The aromatic rings and hydroxyl groups that endow quercetin with antioxidant and immunomodulating properties also impair its ability to cross membranes and resist rapid metabolism [2]. Pharmacokinetic studies indicate that only 20-30% of an oral dose is absorbed [6,7], which is due to the following factors:

  1. Low aqueous solubility limits dissolution in the intestine. Phytosomes and glucose conjugation are two ways to solve this.
  2. Poor passive diffusion makes membrane permeation slow and incomplete. Phytosomes improve passive diffusion. Alternatively, glucose conjugation assigns the compound to use a carrier instead.
  3. Rapid presystemic phase II metabolism (mainly glucuronidation) impairs bioavailability by adding large, polar adducts that accelerate biliary and urinary excretion. Phase II inhibitors can attenuate this process.

Solving for #1 and 2 (Low aqueous solubility and poor passive diffusion)

Phytosomes have proven efficacy for enhancing solubility, membrane permeation and intestinal absorption of polyphenols, including curcumin and quercetin. QuerceFit® phytosome technology combines quercetin and phospholipids in a 1:1 ratio, promoting resistance to degradation in the digestive tract and facilitating passive diffusion across the intestinal membranes. In a randomized crossover human pharmacokinetic study, the phytosome enhanced bioavailability by about 20-fold [8].  In a human pilot trial, supplementation with 250 mg or 500 mg QuerceFit® quercetin phytosome enhanced antioxidant capacity and improved upper respiratory function after 30 days [9]. To learn how phytosomes enhance absorption, check out this short lecture.

Another strategy to improve flavonoid absorption is glucose conjugation. A glucose moiety is added at the 3 and/or 4’ positions, greatly enhancing solubility. The resulting analog (isoquercetin), exhibits better bioavailability than its unconjugated counterpart [10-14]. Adding glucose makes passive diffusion impossible, but it opens a new door. Glucose enables the exploitation of a membrane glucose transporter. The glucose acts like forged passport, sending quercetin through the same carrier that takes up glucose after meals. This carrier-mediated route not only enables better absorption, but faster absorption. While non-glycosylated quercetin (aglycone) reaches peak plasma levels within 2-4 hours of an oral dose, isoquercetin achieves peak levels within 1 hour [13].  Plants, such as onions, make and store quercetin as isoquercetin. Absorption of isoquercetin from onions was 52% compared to 24% from a standard non-conjugated quercetin preparation you’d find in a typical supplement. Collectively, the studies show that isoquercetin may be 2-6-fold more bioavailable than the quercetin aglycone found in the vast majority of dietary supplements [10,13]
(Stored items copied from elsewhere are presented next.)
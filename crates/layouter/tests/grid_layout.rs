//! Grid containers: a real solve where grid is supported, flex fallback elsewhere.

use std::rc::Rc;

use anyhow::Context as _;
use layouter::{
    BackendKind, Element, EngineRegistry, LayoutOptions, LayoutPass, LayoutResult, NoContent,
};

async fn solve(root: &Element, backend: BackendKind) -> anyhow::Result<LayoutResult> {
    let _ignored = env_logger::builder().is_test(true).try_init();
    let registry = EngineRegistry::new();
    let options = LayoutOptions::sized(600.0, 400.0).with_backend(backend);
    let pass = LayoutPass::prepare_with(&registry, options).await?;
    pass.run(root, Rc::new(NoContent))
}

fn near(actual: f32, expected: f32) -> bool {
    (actual - expected).abs() <= 1.0
}

fn cell() -> Element {
    Element::new("div").with("height", 20.0)
}

fn board(display: &str) -> Element {
    Element::new("div")
        .with("display", display)
        .with("width", 300.0)
        .with("align-content", "flex-start")
        .with("grid-template-columns", "repeat(3, 1fr)")
        .with_children([cell(), cell(), cell(), cell()])
}

#[cfg(test)]
mod tests {
    use super::*;

    /// Three equal fractional columns place the fourth cell on a second row.
    ///
    /// # Panics
    /// Panics if the cells are not placed on the grid.
    #[tokio::test]
    async fn taffy_solves_grid_tracks() -> anyhow::Result<()> {
        let result = solve(&board("grid"), BackendKind::Taffy).await?;
        assert!(result.diagnostics.is_empty());

        let second = result.get(&[1]).context("second cell")?.geometry;
        let fourth = result.get(&[3]).context("fourth cell")?.geometry;
        assert!(near(second.left, 100.0) && near(second.width, 100.0), "{second:?}");
        assert!(near(fourth.left, 0.0) && near(fourth.top, 20.0), "{fourth:?}");
        Ok(())
    }

    /// Without grid support the container lays out as flex and the pass reports
    /// the fallback once, however many grid containers there are.
    ///
    /// # Panics
    /// Panics if the geometry differs from a flex container or the warning repeats.
    #[tokio::test]
    async fn flexbox_falls_back_with_one_warning() -> anyhow::Result<()> {
        let nested = Element::new("section")
            .with_child(board("grid"))
            .with_child(board("grid"));
        let fallback = solve(&nested, BackendKind::Flexbox).await?;

        assert_eq!(fallback.diagnostics.len(), 1);
        let warning = fallback.diagnostics.first().context("diagnostic")?;
        assert_eq!(warning.backend, BackendKind::Flexbox);
        assert_eq!(warning.element, "div /0");
        assert!(warning.to_string().contains("display: grid"));

        let flex = Element::new("section")
            .with_child(board("flex"))
            .with_child(board("flex"));
        let reference = solve(&flex, BackendKind::Flexbox).await?;
        assert!(reference.diagnostics.is_empty());
        for (fell_back, direct) in fallback.nodes.iter().zip(&reference.nodes) {
            assert_eq!(fell_back.geometry, direct.geometry, "{:?}", fell_back.path);
        }
        Ok(())
    }

    /// Named areas resolve to lines; spans and explicit lines place items.
    ///
    /// # Panics
    /// Panics if an item is not in its area.
    #[tokio::test]
    async fn named_areas_and_lines_place_items() -> anyhow::Result<()> {
        let page = Element::new("div")
            .with("display", "grid")
            .with("width", 400.0)
            .with("height", 300.0)
            .with("grid-template-columns", "100px 1fr")
            .with("grid-template-rows", "50px 1fr")
            .with("grid-template-areas", "\"head head\" \"side main\"")
            .with_children([
                Element::new("header").with("grid-area", "head"),
                Element::new("main").with("gridArea", "main"),
                Element::new("aside").with("grid-row", "2").with("grid-column", "1 / span 1"),
            ]);
        let result = solve(&page, BackendKind::Taffy).await?;

        let head = result.get(&[0]).context("head")?.geometry;
        let main = result.get(&[1]).context("main")?.geometry;
        let side = result.get(&[2]).context("side")?.geometry;
        assert!(near(head.width, 400.0) && near(head.height, 50.0), "{head:?}");
        assert!(near(main.left, 100.0) && near(main.top, 50.0), "{main:?}");
        assert!(near(main.width, 300.0) && near(main.height, 250.0), "{main:?}");
        assert!(near(side.left, 0.0) && near(side.top, 50.0) && near(side.width, 100.0), "{side:?}");
        Ok(())
    }

    /// Implicit rows take `grid-auto-rows`; column flow fills down first.
    ///
    /// # Panics
    /// Panics if auto tracks or auto flow are ignored.
    #[tokio::test]
    async fn auto_tracks_and_flow() -> anyhow::Result<()> {
        let column_flow = Element::new("div")
            .with("display", "grid")
            .with("grid-template-rows", "30px 30px")
            .with("grid-auto-columns", "2em")
            .with("grid-auto-flow", "column")
            .with_children([Element::new("i"), Element::new("i"), Element::new("i")]);
        let result = solve(&column_flow, BackendKind::Taffy).await?;

        let second = result.get(&[1]).context("second")?.geometry;
        let third = result.get(&[2]).context("third")?.geometry;
        assert!(near(second.left, 0.0) && near(second.top, 30.0), "{second:?}");
        assert!(near(third.left, 32.0) && near(third.width, 32.0), "{third:?}");
        Ok(())
    }
}
/// `auto` (or `none` for max sizes) leaves the native value unset.
const fn bound(length: Length) -> Value {
    match length {
        Length::Auto => Value::Undefined,
        other @ (Length::Points(_) | Length::Percent(_)) => value(other),
    }
}

const fn native_align(align: AlignItems) -> Align {
    match align {
        AlignItems::FlexStart => Align::FlexStart,
        AlignItems::FlexEnd => Align::FlexEnd,
        AlignItems::Center => Align::Center,
        AlignItems::Stretch => Align::Stretch,
        AlignItems::Baseline => Align::Baseline,
    }
}

const fn overflow(overflow: Overflow) -> NativeOverflow {
    match overflow {
        Overflow::Visible => NativeOverflow::Visible,
        Overflow::Hidden => NativeOverflow::Hidden,
        Overflow::Scroll => NativeOverflow::Scroll,
    }
}

/// Native measure modes to the bridge's three-way width constraint.
fn width_constraint(width: f32, mode: MeasureMode) -> WidthConstraint {
    match mode {
        MeasureMode::Undefined => WidthConstraint::GrowToFill,
        MeasureMode::AtMost if width <= 0.0 => WidthConstraint::ShrinkToMin,
        MeasureMode::AtMost | MeasureMode::Exactly if width.is_finite() => {
            WidthConstraint::Definite(width)
        }
        MeasureMode::AtMost | MeasureMode::Exactly => WidthConstraint::GrowToFill,
    }
}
Isoquercetin, or glycosylated quercetin, is absorbed more efficiently than free quercetin due to its glucose moiety. During absorption, the glucose is released, liberating free quercetin into the bloodstream to access tissues. *Quercetin is subject to inactivation by glucuronidation via UDP-glucuronosyltransferase (UGT), which is inhibited by piperine (Bioperine®).

Structure of quecetin glucoside (isoquercetin). This sugar attachment may enhance the absorption of structurally related flavonoids.
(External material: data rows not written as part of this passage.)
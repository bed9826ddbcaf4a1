//! Node tree handles: style setters, child management, measure callbacks and results.

use std::cell::RefCell;
use std::fmt;
use std::rc::{Rc, Weak};

use log::trace;

use crate::chapter5::{
    Align, Display, Edge, FlexDirection, FlexWrap, Gutter, Justify, Overflow, PositionType,
};
use crate::chapter6::{NodeStyle, Value};
use crate::chapter9::{self, LayoutInput};
use crate::geometry::{Rect, Size};

/// How a measured dimension is constrained.
#[repr(u8)]
#[derive(Copy, Clone, Debug, Default, Eq, PartialEq, Hash)]
pub enum MeasureMode {
    /// No constraint; the paired value is NaN.
    #[default]
    Undefined = 0,
    /// The dimension must equal the paired value.
    Exactly = 1,
    /// The dimension may not exceed the paired value.
    AtMost = 2,
}

/// Content measurement callback: `(width, width_mode, height, height_mode) -> content size`.
///
/// The returned size excludes padding and border.
pub type MeasureFunc = Box<dyn FnMut(f32, MeasureMode, f32, MeasureMode) -> Size<f32>>;

/// Engine-wide configuration.
#[derive(Copy, Clone, Debug, PartialEq)]
pub struct Config {
    /// Device pixels per layout point; results are snapped to this grid. Zero disables rounding.
    pub point_scale_factor: f32,
}

impl Default for Config {
    fn default() -> Self {
        Self {
            point_scale_factor: 1.0,
        }
    }
}

/// Errors raised by tree mutation.
#[derive(Debug, thiserror::Error, Eq, PartialEq)]
pub enum NodeError {
    #[error("child already has a parent")]
    ChildHasParent,
    #[error("child index {index} out of bounds for {len} children")]
    IndexOutOfBounds { index: usize, len: usize },
    #[error("a node with a measure function cannot have children")]
    MeasuredNodeWithChildren,
    #[error("node is not a child of this parent")]
    NotAChild,
    #[error("a node cannot be inserted into itself")]
    SelfInsertion,
}

/// Computed layout of a node, relative to its parent's border box.
#[derive(Copy, Clone, Debug, Default, PartialEq)]
pub struct Layout {
    pub left: f32,
    pub top: f32,
    pub width: f32,
    pub height: f32,
    pub margin: Rect<f32>,
    pub padding: Rect<f32>,
    pub border: Rect<f32>,
}

pub(crate) type CacheEntry = (LayoutInput, Size<f32>);

pub(crate) struct NodeData {
    pub(crate) style: NodeStyle,
    pub(crate) children: Vec<Node>,
    parent: Option<Weak<RefCell<NodeData>>>,
    measure: Option<MeasureFunc>,
    pub(crate) unrounded: Layout,
    layout: Layout,
    dirty: bool,
    pub(crate) cache: Vec<CacheEntry>,
}

/// Shared handle to a layout node. Cloning yields another handle to the same node.
pub struct Node {
    inner: Rc<RefCell<NodeData>>,
}

impl Clone for Node {
    fn clone(&self) -> Self {
        Self {
            inner: Rc::clone(&self.inner),
        }
    }
}

impl PartialEq for Node {
    fn eq(&self, other: &Self) -> bool {
        Rc::ptr_eq(&self.inner, &other.inner)
    }
}

impl Eq for Node {}

impl fmt::Debug for Node {
    fn fmt(&self, formatter: &mut fmt::Formatter<'_>) -> fmt::Result {
        let data = self.inner.borrow();
        formatter
            .debug_struct("Node")
            .field("children", &data.children.len())
            .field("measured", &data.measure.is_some())
            .field("layout", &data.layout)
            .finish()
    }
}

impl Default for Node {
    fn default() -> Self {
        Self::new()
    }
}

impl Node {
    /// Create a detached node with default style.
    pub fn new() -> Self {
        Self {
            inner: Rc::new(RefCell::new(NodeData {
                style: NodeStyle::default(),
                children: Vec::new(),
                parent: None,
                measure: None,
                unrounded: Layout::default(),
                layout: Layout::default(),
                dirty: true,
                cache: Vec::new(),
            })),
        }
    }

    /// Current style snapshot.
    pub fn style(&self) -> NodeStyle {
        self.inner.borrow().style
    }

    /// Replace the whole style.
    pub fn set_style(&self, style: NodeStyle) {
        self.update_style(|current| *current = style);
    }

    fn update_style(&self, apply: impl FnOnce(&mut NodeStyle)) {
        {
            let mut data = self.inner.borrow_mut();
            let before = data.style;
            apply(&mut data.style);
            if data.style == before {
                return;
            }
        }
        self.mark_dirty();
    }

    pub fn set_flex_direction(&self, direction: FlexDirection) {
        self.update_style(|style| style.direction = direction);
    }

    pub fn set_flex_wrap(&self, wrap: FlexWrap) {
        self.update_style(|style| style.wrap = wrap);
    }

    pub fn set_justify_content(&self, justify: Justify) {
        self.update_style(|style| style.justify_content = justify);
    }

    pub fn set_align_items(&self, align: Align) {
        self.update_style(|style| style.align_items = align);
    }

    pub fn set_align_self(&self, align: Align) {
        self.update_style(|style| style.align_self = align);
    }

    pub fn set_align_content(&self, align: Align) {
        self.update_style(|style| style.align_content = align);
    }

    pub fn set_position_type(&self, position_type: PositionType) {
        self.update_style(|style| style.position_type = position_type);
    }

    pub fn set_display(&self, display: Display) {
        self.update_style(|style| style.display = display);
    }

    pub fn set_overflow(&self, overflow: Overflow) {
        self.update_style(|style| style.overflow = overflow);
    }

    pub fn set_flex_grow(&self, grow: f32) {
        self.update_style(|style| style.flex_grow = grow.max(0.0));
    }

    pub fn set_flex_shrink(&self, shrink: f32) {
        self.update_style(|style| style.flex_shrink = shrink.max(0.0));
    }

    pub fn set_flex_basis(&self, basis: Value) {
        self.update_style(|style| style.flex_basis = basis);
    }

    pub fn set_width(&self, width: Value) {
        self.update_style(|style| style.width = width);
    }

    pub fn set_height(&self, height: Value) {
        self.update_style(|style| style.height = height);
    }

    pub fn set_min_width(&self, width: Value) {
        self.update_style(|style| style.min_width = width);
    }

    pub fn set_min_height(&self, height: Value) {
        self.update_style(|style| style.min_height = height);
    }

    pub fn set_max_width(&self, width: Value) {
        self.update_style(|style| style.max_width = width);
    }

    pub fn set_max_height(&self, height: Value) {
        self.update_style(|style| style.max_height = height);
    }

    /// Width / height ratio; `None` clears it.
    pub fn set_aspect_ratio(&self, ratio: Option<f32>) {
        self.update_style(|style| style.aspect_ratio = ratio);
    }

    pub fn set_margin(&self, edge: Edge, value: Value) {
        self.update_style(|style| style.margin[edge.index()] = value);
    }

    pub fn set_padding(&self, edge: Edge, value: Value) {
        self.update_style(|style| style.padding[edge.index()] = value);
    }

    /// Border widths are plain points.
    pub fn set_border(&self, edge: Edge, width: f32) {
        self.update_style(|style| style.border[edge.index()] = Value::Point(width.max(0.0)));
    }

    pub fn set_position(&self, edge: Edge, value: Value) {
        self.update_style(|style| style.position[edge.index()] = value);
    }

    pub fn set_gap(&self, gutter: Gutter, value: Value) {
        self.update_style(|style| match gutter {
            Gutter::Column => style.gap[0] = value,
            Gutter::Row => style.gap[1] = value,
            Gutter::All => style.gap = [value; 2],
        });
    }

    /// Insert `child` at `index` (0..=len).
    ///
    /// # Errors
    /// Fails when the child is attached elsewhere, the index is past the end,
    /// or this node measures its own content.
    pub fn insert_child(&self, child: &Self, index: usize) -> Result<(), NodeError> {
        if self == child {
            return Err(NodeError::SelfInsertion);
        }
        if child.inner.borrow().parent.is_some() {
            return Err(NodeError::ChildHasParent);
        }
        {
            let mut data = self.inner.borrow_mut();
            if data.measure.is_some() {
                return Err(NodeError::MeasuredNodeWithChildren);
            }
            let len = data.children.len();
            if index > len {
                return Err(NodeError::IndexOutOfBounds { index, len });
            }
            data.children.insert(index, child.clone());
        }
        child.inner.borrow_mut().parent = Some(Rc::downgrade(&self.inner));
        self.mark_dirty();
        Ok(())
    }

    /// Detach `child`.
    ///
    /// # Errors
    /// Fails when `child` is not a direct child of this node.
    pub fn remove_child(&self, child: &Self) -> Result<(), NodeError> {
        {
            let mut data = self.inner.borrow_mut();
            let position = data
                .children
                .iter()
                .position(|candidate| candidate == child)
                .ok_or(NodeError::NotAChild)?;
            data.children.remove(position);
        }
        child.inner.borrow_mut().parent = None;
        self.mark_dirty();
        Ok(())
    }

    pub fn child_count(&self) -> usize {
        self.inner.borrow().children.len()
    }

    pub fn child(&self, index: usize) -> Option<Self> {
        self.inner.borrow().children.get(index).cloned()
    }

    pub fn parent(&self) -> Option<Self> {
        self.inner
            .borrow()
            .parent
            .as_ref()
            .and_then(Weak::upgrade)
            .map(|inner| Self { inner })
    }

    /// Install or clear the content measure callback.
    ///
    /// # Errors
    /// Fails when installing a callback on a node that has children.
    pub fn set_measure_func(&self, measure: Option<MeasureFunc>) -> Result<(), NodeError> {
        {
            let mut data = self.inner.borrow_mut();
            if measure.is_some() && !data.children.is_empty() {
                return Err(NodeError::MeasuredNodeWithChildren);
            }
            data.measure = measure;
        }
        self.mark_dirty();
        Ok(())
    }

    pub fn has_measure_func(&self) -> bool {
        self.inner.borrow().measure.is_some()
    }

    /// Flag this node and every ancestor for re-layout.
    pub fn mark_dirty(&self) {
        let mut current = Some(self.clone());
        while let Some(node) = current {
            {
                let mut data = node.inner.borrow_mut();
                data.dirty = true;
                data.cache.clear();
            }
            current = node.parent();
        }
    }

    /// Whether this node changed since the last layout.
    pub fn is_dirty(&self) -> bool {
        self.inner.borrow().dirty
    }

    /// Rounded layout from the last `calculate_layout`.
    pub fn layout(&self) -> Layout {
        self.inner.borrow().layout
    }

    /// Lay out the subtree rooted here. NaN for either dimension means unconstrained.
    pub fn calculate_layout(&self, width: f32, height: f32, config: &Config) {
        let owner = Size {
            width: (!width.is_nan()).then_some(width),
            height: (!height.is_nan()).then_some(height),
        };
        trace!(
            target: "css::flexbox::node",
            "[LAYOUT] root width={width} height={height} scale={}",
            config.point_scale_factor
        );
        self.clear_caches();
        chapter9::layout_root(self, owner);
        self.round_subtree(0.0, 0.0, config.point_scale_factor);
    }

    fn clear_caches(&self) {
        let children = {
            let mut data = self.inner.borrow_mut();
            data.cache.clear();
            data.children.clone()
        };
        for child in &children {
            child.clear_caches();
        }
    }

    fn round_subtree(&self, parent_left: f32, parent_top: f32, scale: f32) {
        let round = |value: f32| {
            if scale > 0.0 {
                (value * scale).round() / scale
            } else {
                value
            }
        };
        let children = {
            let mut data = self.inner.borrow_mut();
            let raw = data.unrounded;
            let abs_left = parent_left + raw.left;
            let abs_top = parent_top + raw.top;
            data.layout = Layout {
                left: round(abs_left) - round(parent_left),
                top: round(abs_top) - round(parent_top),
                width: round(abs_left + raw.width) - round(abs_left),
                height: round(abs_top + raw.height) - round(abs_top),
                ..raw
            };
            data.dirty = false;
            data.children.clone()
        };
        let raw = self.inner.borrow().unrounded;
        for child in &children {
            child.round_subtree(parent_left + raw.left, parent_top + raw.top, scale);
        }
    }

    pub(crate) fn data(&self) -> &RefCell<NodeData> {
        &self.inner
    }

    /// Run the measure callback, if any, without holding a borrow of the node.
    pub(crate) fn measure(
        &self,
        width: f32,
        width_mode: MeasureMode,
        height: f32,
        height_mode: MeasureMode,
    ) -> Option<Size<f32>> {
        let mut measure = self.inner.borrow_mut().measure.take()?;
        let size = measure(width, width_mode, height, height_mode);
        self.inner.borrow_mut().measure = Some(measure);
        Some(size)
    }
}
Solving for #3: Rapid presystemic metabolism

Whenever you enhance and/or accelerate absorption, you increase the potential to saturate, and thereby temporarily disable, phase II glucuronidation enzymes that normally inactivate quercetin and promote its elimination. Disabling these phase II enzymes solves for problem #3. But it’s not clear whether this really happens with phytosomes or isoquercetin.

Piperine is an alkaloid from black pepper that inhibits glucuronidation of polyphenols whose bioavailability is limited by phenolic hydroxyl groups (e.g. curcumin, quercetin, resveratrol) [16-18]. Piperine increased the bioavailability of curcumin in both rats and humans [15]. More recently, piperine enhanced the bioavailability of resveratrol [16] While more research is necessary to evaluate the effects of piperine on quercetin action in humans, preliminary evidence, published in July 2013, indicates that piperine can enhance the neurocognitive efficacy of quercetin in mice [18]. Since piperine may theoretically inhibit the metabolism and transport of various drugs, it should be used cautiously in individuals taking medications.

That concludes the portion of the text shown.